Collected data
________________

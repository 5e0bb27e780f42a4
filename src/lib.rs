//! A minimal git object database
//!
//! `mit` implements the object layer of git: content-addressed storage of
//! blobs (file content), trees (directory snapshots) and commits (history
//! snapshots), in git's on-disk object format.
//!
//! The crate is organized in three layers:
//!
//! - [`artifacts`]: the object types and their wire codecs
//! - [`areas`]: repository components (object database, workspace, refs)
//! - [`commands`]: command implementations composing the two layers

pub mod areas;
pub mod artifacts;
pub mod commands;
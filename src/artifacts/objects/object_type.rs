use crate::artifacts::objects::error::ObjectError;
use std::io::BufRead;

#[derive(Debug, Clone, Copy, PartialEq, Eq)]
pub enum ObjectType {
    Blob,
    Tree,
    Commit,
}

impl ObjectType {
    pub fn as_str(&self) -> &str {
        match self {
            ObjectType::Blob => "blob",
            ObjectType::Tree => "tree",
            ObjectType::Commit => "commit",
        }
    }

    /// Parse the `<type> <size>\0` header of a decompressed object
    ///
    /// Scans to the first space for the type tag and to the first NUL for the
    /// declared payload size, leaving the reader positioned at the payload.
    pub fn parse_header(reader: &mut impl BufRead) -> Result<(ObjectType, usize), ObjectError> {
        let mut type_bytes = Vec::new();
        reader
            .read_until(b' ', &mut type_bytes)
            .map_err(|e| ObjectError::CorruptObject(format!("unreadable object header: {e}")))?;
        if type_bytes.pop() != Some(b' ') {
            return Err(ObjectError::CorruptObject(
                "missing space after object type".to_string(),
            ));
        }

        let object_type = std::str::from_utf8(&type_bytes)
            .map_err(|_| ObjectError::CorruptObject("non-utf8 object type".to_string()))?;
        let object_type = ObjectType::try_from(object_type)?;

        let mut size_bytes = Vec::new();
        reader
            .read_until(b'\0', &mut size_bytes)
            .map_err(|e| ObjectError::CorruptObject(format!("unreadable object header: {e}")))?;
        if size_bytes.pop() != Some(b'\0') {
            return Err(ObjectError::CorruptObject(
                "missing NUL after object size".to_string(),
            ));
        }

        let size = std::str::from_utf8(&size_bytes)
            .ok()
            .and_then(|s| s.parse::<usize>().ok())
            .ok_or_else(|| {
                ObjectError::CorruptObject(format!(
                    "invalid object size {:?}",
                    String::from_utf8_lossy(&size_bytes)
                ))
            })?;

        Ok((object_type, size))
    }
}

impl TryFrom<&str> for ObjectType {
    type Error = ObjectError;

    fn try_from(value: &str) -> Result<Self, ObjectError> {
        match value {
            "blob" => Ok(ObjectType::Blob),
            "tree" => Ok(ObjectType::Tree),
            "commit" => Ok(ObjectType::Commit),
            _ => Err(ObjectError::CorruptObject(format!(
                "invalid object type {value:?}"
            ))),
        }
    }
}

impl std::fmt::Display for ObjectType {
    fn fmt(&self, f: &mut std::fmt::Formatter<'_>) -> std::fmt::Result {
        write!(f, "{}", self.as_str())
    }
}
//! Reference file management
//!
//! References are human-readable names pointing at commits, stored as text
//! files under `.git`. Only the scaffolding part is implemented here: the
//! object layer never touches references, and branch management is out of
//! scope. `HEAD` is written as a symbolic reference
//! (`ref: refs/heads/<branch>`).

use anyhow::Context;
use derive_new::new;
use file_guard::Lock;
use std::io::Write;
use std::ops::DerefMut;
use std::path::Path;

/// Reference file writer rooted at the repository's control directory
#[derive(Debug, new)]
pub struct Refs {
    /// Path to the control directory (typically `.git`)
    path: Box<Path>,
}

impl Refs {
    pub fn refs_path(&self) -> Box<Path> {
        self.path.join("refs").into_boxed_path()
    }

    pub fn heads_path(&self) -> Box<Path> {
        self.path.join("refs").join("heads").into_boxed_path()
    }

    pub fn head_path(&self) -> Box<Path> {
        self.path.join("HEAD").into_boxed_path()
    }

    /// Point HEAD at the given branch
    pub fn set_head(&self, branch: &str) -> anyhow::Result<()> {
        self.update_ref_file(self.head_path(), format!("ref: refs/heads/{branch}\n"))
    }

    /// Overwrite a ref file under an exclusive lock
    pub fn update_ref_file(&self, path: Box<Path>, raw_ref: String) -> anyhow::Result<()> {
        // create all the parent directories if they don't exist
        std::fs::create_dir_all(path.parent().with_context(|| {
            format!(
                "failed to create parent directories for ref file at {:?}",
                path
            )
        })?)?;

        let mut ref_file = std::fs::OpenOptions::new()
            .write(true)
            .create(true)
            .truncate(true)
            .open(path.clone())
            .with_context(|| format!("failed to open ref file at {:?}", path))?;
        let mut lock = file_guard::lock(&mut ref_file, Lock::Exclusive, 0, 1)?;
        lock.deref_mut().write_all(raw_ref.as_bytes())?;

        Ok(())
    }
}
use crate::areas::repository::Repository;
use crate::artifacts::objects::blob::Blob;
use crate::artifacts::objects::object::Object;

impl Repository {
    pub fn hash_object(&mut self, object_path: &str, write: bool) -> anyhow::Result<()> {
        // read object file
        let object_data = self.workspace().read_file(object_path.as_ref())?;
        let object = Blob::new(object_data);

        // hash
        let object_id = object.object_id()?;

        writeln!(self.writer(), "{}", object_id)?;

        // write (if write is true) as compressed object file
        if !write {
            return Ok(());
        }

        self.database().store(object)?;

        Ok(())
    }
}
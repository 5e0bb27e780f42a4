use crate::areas::repository::Repository;
use anyhow::Context;
use std::fs;

const DEFAULT_BRANCH: &str = "main";

impl Repository {
    pub fn init(&mut self) -> anyhow::Result<()> {
        fs::create_dir_all(self.git_path().join("objects"))
            .context("Failed to create .git/objects directory")?;

        fs::create_dir_all(self.refs().heads_path())
            .context("Failed to create .git/refs/heads directory")?;

        self.refs()
            .set_head(DEFAULT_BRANCH)
            .context("Failed to create initial HEAD reference")?;

        write!(
            self.writer(),
            "Initialized empty Git repository in {}",
            self.path().display()
        )?;

        Ok(())
    }
}
use crate::areas::repository::Repository;
use crate::areas::workspace::EntryKind;
use crate::artifacts::objects::blob::Blob;
use crate::artifacts::objects::object_id::ObjectId;
use crate::artifacts::objects::tree::Tree;
use anyhow::Context;
use std::path::Path;

impl Repository {
    pub fn write_tree(&mut self) -> anyhow::Result<()> {
        let tree_id = self.build_tree(Path::new(""))?;

        writeln!(self.writer(), "{}", tree_id)?;

        Ok(())
    }

    /// Build the tree object graph for one directory, depth-first post-order
    ///
    /// Every descendant blob and sub-tree is persisted before the directory's
    /// own tree object, so the returned identifier always names a complete
    /// graph. The control directory is skipped; symbolic links and special
    /// files are not tracked.
    pub fn build_tree(&self, dir_path: &Path) -> anyhow::Result<ObjectId> {
        let mut tree = Tree::default();

        for child in self.workspace().list_dir(dir_path)? {
            let name = child
                .file_name()
                .and_then(|name| name.to_str())
                .context("Invalid file name")?
                .to_string();

            match self.workspace().entry_kind(&child)? {
                EntryKind::Directory => {
                    let oid = self.build_tree(&child)?;
                    tree.add_directory(&name, oid);
                }
                EntryKind::File => {
                    let blob = Blob::new(self.workspace().read_file(&child)?);
                    let oid = self.database().store(blob)?;
                    tree.add_file(&name, oid);
                }
                EntryKind::Other => {}
            }
        }

        Ok(self.database().store(tree)?)
    }
}
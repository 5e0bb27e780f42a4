use crate::areas::storage::Storage;
use crate::artifacts::objects::blob::Blob;
use crate::artifacts::objects::commit::Commit;
use crate::artifacts::objects::error::ObjectError;
use crate::artifacts::objects::object::{Object, ObjectBox, Unpackable};
use crate::artifacts::objects::object_id::ObjectId;
use crate::artifacts::objects::object_type::ObjectType;
use crate::artifacts::objects::tree::Tree;
use bytes::Bytes;
use std::io::{Cursor, Read, Write};

/// Content-addressable object database
///
/// Maps between an object's logical payload and its compressed on-disk
/// representation, keyed by content digest. Objects are write-once: a second
/// store of identical content is a no-op, and nothing is ever updated or
/// deleted.
// TODO: pack loose objects for better storage efficiency on large histories
#[derive(Debug)]
pub struct Database {
    storage: Box<dyn Storage>,
}

impl Database {
    pub fn new(storage: Box<dyn Storage>) -> Self {
        Database { storage }
    }

    /// Persist an object and return its content digest
    ///
    /// The write is skipped when an object file already exists at the derived
    /// path: by the hash guarantee its content is identical.
    pub fn store(&self, object: impl Object) -> Result<ObjectId, ObjectError> {
        let object_id = object.object_id()?;
        let object_path = object_id.to_path();

        if !self.storage.contains(&object_path) {
            let object_content = Self::compress(object.serialize()?)
                .map_err(|source| ObjectError::Io {
                    path: object_path.clone(),
                    source,
                })?;
            self.storage.write(&object_path, object_content)?;
        }

        Ok(object_id)
    }

    /// Load and decompress the full `<type> <size>\0<payload>` buffer
    ///
    /// Fails with `ObjectNotFound` when no file exists at the derived path
    /// and with `CorruptObject` when the stored bytes are not a valid zlib
    /// stream.
    pub fn load(&self, object_id: &ObjectId) -> Result<Bytes, ObjectError> {
        let object_path = object_id.to_path();

        if !self.storage.contains(&object_path) {
            return Err(ObjectError::ObjectNotFound(object_id.clone()));
        }

        let object_content = self.storage.read(&object_path)?;
        Self::decompress(object_content)
    }

    /// Load an object and decode it based on its declared type tag
    pub fn parse_object(&self, object_id: &ObjectId) -> Result<ObjectBox, ObjectError> {
        let (object_type, object_reader) = self.parse_object_as_bytes(object_id)?;

        match object_type {
            ObjectType::Blob => Ok(ObjectBox::Blob(Box::new(Blob::deserialize(object_reader)?))),
            ObjectType::Tree => Ok(ObjectBox::Tree(Box::new(Tree::deserialize(object_reader)?))),
            ObjectType::Commit => Ok(ObjectBox::Commit(Box::new(Commit::deserialize(
                object_reader,
            )?))),
        }
    }

    /// Load an object as a tree, or `None` when it is of another type
    pub fn parse_object_as_tree(&self, object_id: &ObjectId) -> Result<Option<Tree>, ObjectError> {
        let (object_type, object_reader) = self.parse_object_as_bytes(object_id)?;

        match object_type {
            ObjectType::Tree => Ok(Some(Tree::deserialize(object_reader)?)),
            _ => Ok(None),
        }
    }

    /// Load an object as a commit, or `None` when it is of another type
    pub fn parse_object_as_commit(
        &self,
        object_id: &ObjectId,
    ) -> Result<Option<Commit>, ObjectError> {
        let (object_type, object_reader) = self.parse_object_as_bytes(object_id)?;

        match object_type {
            ObjectType::Commit => Ok(Some(Commit::deserialize(object_reader)?)),
            _ => Ok(None),
        }
    }

    fn parse_object_as_bytes(
        &self,
        object_id: &ObjectId,
    ) -> Result<(ObjectType, Cursor<Bytes>), ObjectError> {
        let object_content = self.load(object_id)?;
        let mut object_reader = Cursor::new(object_content);

        let (object_type, declared_size) = ObjectType::parse_header(&mut object_reader)?;

        // the declared length must match the actual payload length exactly
        let remaining = object_reader.get_ref().len() as u64 - object_reader.position();
        if declared_size as u64 != remaining {
            return Err(ObjectError::CorruptObject(format!(
                "declared size {declared_size} does not match payload size {remaining}"
            )));
        }

        Ok((object_type, object_reader))
    }

    fn compress(data: Bytes) -> std::io::Result<Bytes> {
        let mut encoder =
            flate2::write::ZlibEncoder::new(Vec::new(), flate2::Compression::default());
        encoder.write_all(&data)?;

        encoder
            .finish()
            .map(|compressed_content| compressed_content.into())
    }

    fn decompress(data: Bytes) -> Result<Bytes, ObjectError> {
        let mut decoder = flate2::read::ZlibDecoder::new(&*data);
        let mut decompressed_content = Vec::new();
        decoder
            .read_to_end(&mut decompressed_content)
            .map_err(|e| ObjectError::CorruptObject(format!("invalid zlib stream: {e}")))?;

        Ok(decompressed_content.into())
    }
}
//! Git tree object
//!
//! Trees represent directory snapshots. They contain entries for files
//! (blobs) and subdirectories (other trees), along with their names and
//! modes.
//!
//! ## Format
//!
//! On disk: `tree <size>\0<entries>`
//! Each entry: `<mode> <name>\0<20-byte-sha1>`
//!
//! ## Entry ordering
//!
//! Entries are keyed with a trailing `/` on directory names, so the map
//! iterates in git's canonical order: raw byte order with directories
//! compared as if their name were suffixed by `/`. Semantically identical
//! directory contents therefore always hash to the same tree identifier.

use crate::artifacts::database::database_entry::DatabaseEntry;
use crate::artifacts::objects::entry_mode::{EntryMode, FileMode};
use crate::artifacts::objects::error::ObjectError;
use crate::artifacts::objects::object::Unpackable;
use crate::artifacts::objects::object::{Object, Packable};
use crate::artifacts::objects::object_id::ObjectId;
use crate::artifacts::objects::object_type::ObjectType;
use bytes::Bytes;
use std::collections::BTreeMap;
use std::io::BufRead;

/// Git tree object representing a directory snapshot
#[derive(Debug, Clone, Default, PartialEq)]
pub struct Tree {
    /// Entries keyed by name, directory names suffixed with '/'
    entries: BTreeMap<String, DatabaseEntry>,
}

impl Tree {
    /// Record a regular file entry
    pub fn add_file(&mut self, name: &str, oid: ObjectId) {
        self.entries.insert(
            name.to_string(),
            DatabaseEntry::new(oid, EntryMode::File(FileMode::Regular)),
        );
    }

    /// Record a subdirectory entry
    pub fn add_directory(&mut self, name: &str, oid: ObjectId) {
        self.entries
            .insert(format!("{name}/"), DatabaseEntry::new(oid, EntryMode::Directory));
    }

    /// Iterate entries in canonical order, names without the '/' suffix
    pub fn entries(&self) -> impl Iterator<Item = (&str, &DatabaseEntry)> {
        self.entries
            .iter()
            .map(|(name, entry)| (name.trim_end_matches('/'), entry))
    }

    pub fn len(&self) -> usize {
        self.entries.len()
    }

    pub fn is_empty(&self) -> bool {
        self.entries.is_empty()
    }
}

impl Packable for Tree {
    fn serialize(&self) -> Result<Bytes, ObjectError> {
        let mut content_bytes = Vec::new();
        for (name, entry) in self.entries() {
            let header = format!("{:o} {}", entry.mode.as_u32(), name);
            content_bytes.extend_from_slice(header.as_bytes());
            content_bytes.push(0);
            entry.oid.write_raw_to(&mut content_bytes);
        }

        let header = format!("{} {}\0", self.object_type().as_str(), content_bytes.len());
        let mut tree_bytes = Vec::with_capacity(header.len() + content_bytes.len());
        tree_bytes.extend_from_slice(header.as_bytes());
        tree_bytes.extend_from_slice(&content_bytes);

        Ok(Bytes::from(tree_bytes))
    }
}

impl Unpackable for Tree {
    fn deserialize(mut reader: impl BufRead) -> Result<Self, ObjectError> {
        let mut entries = BTreeMap::new();

        // Reuse scratch buffers to reduce allocs
        let mut mode_bytes = Vec::new();
        let mut name_bytes = Vec::new();

        loop {
            mode_bytes.clear();
            // Read "mode " (space-delimited)
            let n = reader
                .read_until(b' ', &mut mode_bytes)
                .map_err(|e| ObjectError::CorruptObject(format!("unreadable tree entry: {e}")))?;
            if n == 0 {
                break; // clean EOF: no more entries
            }
            if mode_bytes.pop() != Some(b' ') {
                return Err(ObjectError::CorruptObject(
                    "unexpected EOF in tree entry mode".to_string(),
                ));
            }

            let mode_str = std::str::from_utf8(&mode_bytes)
                .map_err(|_| ObjectError::CorruptObject("non-utf8 tree entry mode".to_string()))?;
            let mode = EntryMode::from_octal_str(mode_str)?;

            // Read "name\0"
            name_bytes.clear();
            let n = reader
                .read_until(b'\0', &mut name_bytes)
                .map_err(|e| ObjectError::CorruptObject(format!("unreadable tree entry: {e}")))?;
            if n == 0 || name_bytes.pop() != Some(b'\0') {
                return Err(ObjectError::CorruptObject(
                    "unexpected EOF in tree entry name".to_string(),
                ));
            }
            let name = std::str::from_utf8(&name_bytes)
                .map_err(|_| ObjectError::CorruptObject("non-utf8 tree entry name".to_string()))?;

            // Read exactly 20 raw digest bytes; a truncated digest is an error
            let oid = ObjectId::read_raw_from(&mut reader)?;

            // Key directories with a trailing '/' to keep canonical order
            let key = if mode.is_tree() {
                format!("{name}/")
            } else {
                name.to_string()
            };
            entries.insert(key, DatabaseEntry::new(oid, mode));
        }

        Ok(Tree { entries })
    }
}

impl Object for Tree {
    fn object_type(&self) -> ObjectType {
        ObjectType::Tree
    }

    fn display(&self) -> String {
        self.entries()
            .map(|(name, entry)| {
                format!(
                    "{} {} {}\t{}",
                    entry.mode.as_str(),
                    entry.mode.object_type().as_str(),
                    entry.oid.as_ref(),
                    name
                )
            })
            .collect::<Vec<String>>()
            .join("\n")
    }
}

________________

Task brief => Across the entries above, tally every line that includes the string "exists", then state only the count.

Answer to this exercise => 2